『01キスとキスの合間に』




「・・・・・・・・・・んっ、」

 柔らかな感触に、唇を塞がれて。
 暖かくて滑らかなモノが、口内に入り込んできて。
 舌に舌が絡め取られ、敏感な口の中を余すところ無く触れてきて。
 軽く吸われたり噛まれたり。
 唾液と唾液が混ざり合い、どちらのモノか分からなくなって。
 口付けの合間にする呼吸すら、混じり合って溶け合って、分からなくなる。
 唇を通じて、境界線が曖昧になっていく。
 どちらが自分で、どちらが彼なのか、・・・・分からなくなる。
 そのまま二人で溶け合って。
 絡み合うまま、解けなくなってしまえばいい。

「・・・・・・・・・・・」

 一瞬も離れたくない。
 唇が離れる瞬間、強くそう思う。

 離れないで。
 触れていて。

 唇が離れる瞬間、絶望を味わう。



 だから。



 キスを強請ってしまう。
 際限なく、ずうっと。
 離れるたびに、キスを強請る。

 キスは喜び。

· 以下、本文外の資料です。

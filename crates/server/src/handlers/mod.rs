//! HTTP request handlers.

pub mod admin;
pub mod cleanup;
pub mod uploads;

pub use admin::*;
pub use cleanup::*;
pub use uploads::*;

キスは・・・悲しみ。

 触れるたびに幸福が溢れ―――――離れる都度に、絶望を味わう。




「アルヴィス君って、キス好きだよね」

「・・・嫌い」

「でもすぐ、して欲しそうにするでしょ?」

「好き、・・・だけど嫌いだ」

 そう言ったら、彼は少しだけ不思議そうな顔をして。
 すぐにふっと笑みを浮かべた。

「ふうん? ・・・じゃあ僕と一緒だね」

「・・・・・・・・・・・」

「だって僕も、アルヴィス君とは一瞬たりとも離れたくないから」

 そんな事を言って、彼は抱きしめてくる。

「アルヴィス君とのキスは大好きだけど・・・離れる時に悲しくなる。だから、出来る事ならキスしたままで・・・ひとつになったままで、永遠になりたいと僕は思うよ」

「・・・・・・・・・・・俺も」


 そしてまた、キスをする。
 キスをして幸せになって、唇が離れる合間に絶望を味わう。

 離れたくないから。大好きだから。

 失ったら生きていけないくらい、必要だから。

 キスとキスの合間に絶望を味わいながら、自分たちは幸せを再確認する。



 一時も離れたくないくらいに好きなのだと―――――─思い知らされる。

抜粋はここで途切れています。